Quick Login

Author Topic: Glenn Meminta Maaf Setelah Yahudi Mengkritik Kepala FA  (Read 52 times)

MickyMouse

  • Hero Member
  • *****
  • Posts: 651
  • Karma: +0/-0
  • Selamat datang di Forum ArenaBetting - The best indonesian betting community
    • View Profile
Glenn Meminta Maaf Setelah Yahudi Mengkritik Kepala FA
« on: March 05, 2018, 08:41:04 PM »
Pemimpin kelompok Yahudi Inggris yang sekarang mungkin telah mencoba untuk mengkritik kepala FA Martin Glenn atas komentar ofensif dengan tentang Bintang Daud, yang mendorong permintaan maafnya.Akan tetapi sekarang dengan CEO FA Martin Glenn yang telah dapat untuk meminta maaf atas sebuah komentar mengenai Bintang Daud setelah dia dikritik oleh kepala Dewan Kepemimpinan Yahudi Inggris.Simon Johnson, kepala JLC, menuduh Glenn membuat ucapan ofensif dan juga dengan adanya tidak masuk akal yang saat dia mencantumkan simbol Yahudi dan swastika di antara lambang politik atau agama yang tampil dalam permainan bisa mematahkan peraturan sepak bola.Glenn yang telah mencoba menjelaskan mengapa FA benar menghukum manajer Manchester City Pep Guardiola karena menampilkan pita kuning untuk mendukung aktivis independen Catalan.

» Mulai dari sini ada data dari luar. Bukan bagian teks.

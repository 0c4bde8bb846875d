pub mod config;
pub mod constants;

pub use config::{
    CalibrationWindow, FluorescenceSettings, ManifoldLevels, MaterialParameters, MaterialRecord,
    ProcessingParameters, SmoothingBand,
};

"Saya ingin meminta maaf atas pelanggaran yang disebabkan oleh contoh yang saya berikan saat mengacu pada simbol politik dan agama dalam sepak bola, khususnya mengacu pada Bintang Daud, yang merupakan simbol yang sangat penting bagi orang-orang Yahudi di seluruh dunia," Glenn mengatakan dalam sebuah pernyataan pada hari Senin.Saya yang akan berbicara dengan Dewan Kepemimpinan Yahudi dan kelompok anti rasisme dalam Kick It Out untuk meminta maaf secara pribadi.Sebelumnya, Johnson telah men tweet "Saya tidak memiliki masalah dengan FA mengklarifikasi Peraturan 4 dan menetapkan bahwa SEMUA simbol agama dilarang pada kit jika memang demikian." Akan tetapi dengan berada di dalam menjelaskan keputusan itu, CEO FA tersebut dinilai bersalah dan tidak enak.Bintang Daud adalah simbol keagamaan Yahudi yang sangat penting bagi orang Yahudi di seluruh dunia.Untuk memasukkannya ke dalam kelompok yang sama seperti swastika dan Robert Mugabe adalah ofensif dan tidak pantas.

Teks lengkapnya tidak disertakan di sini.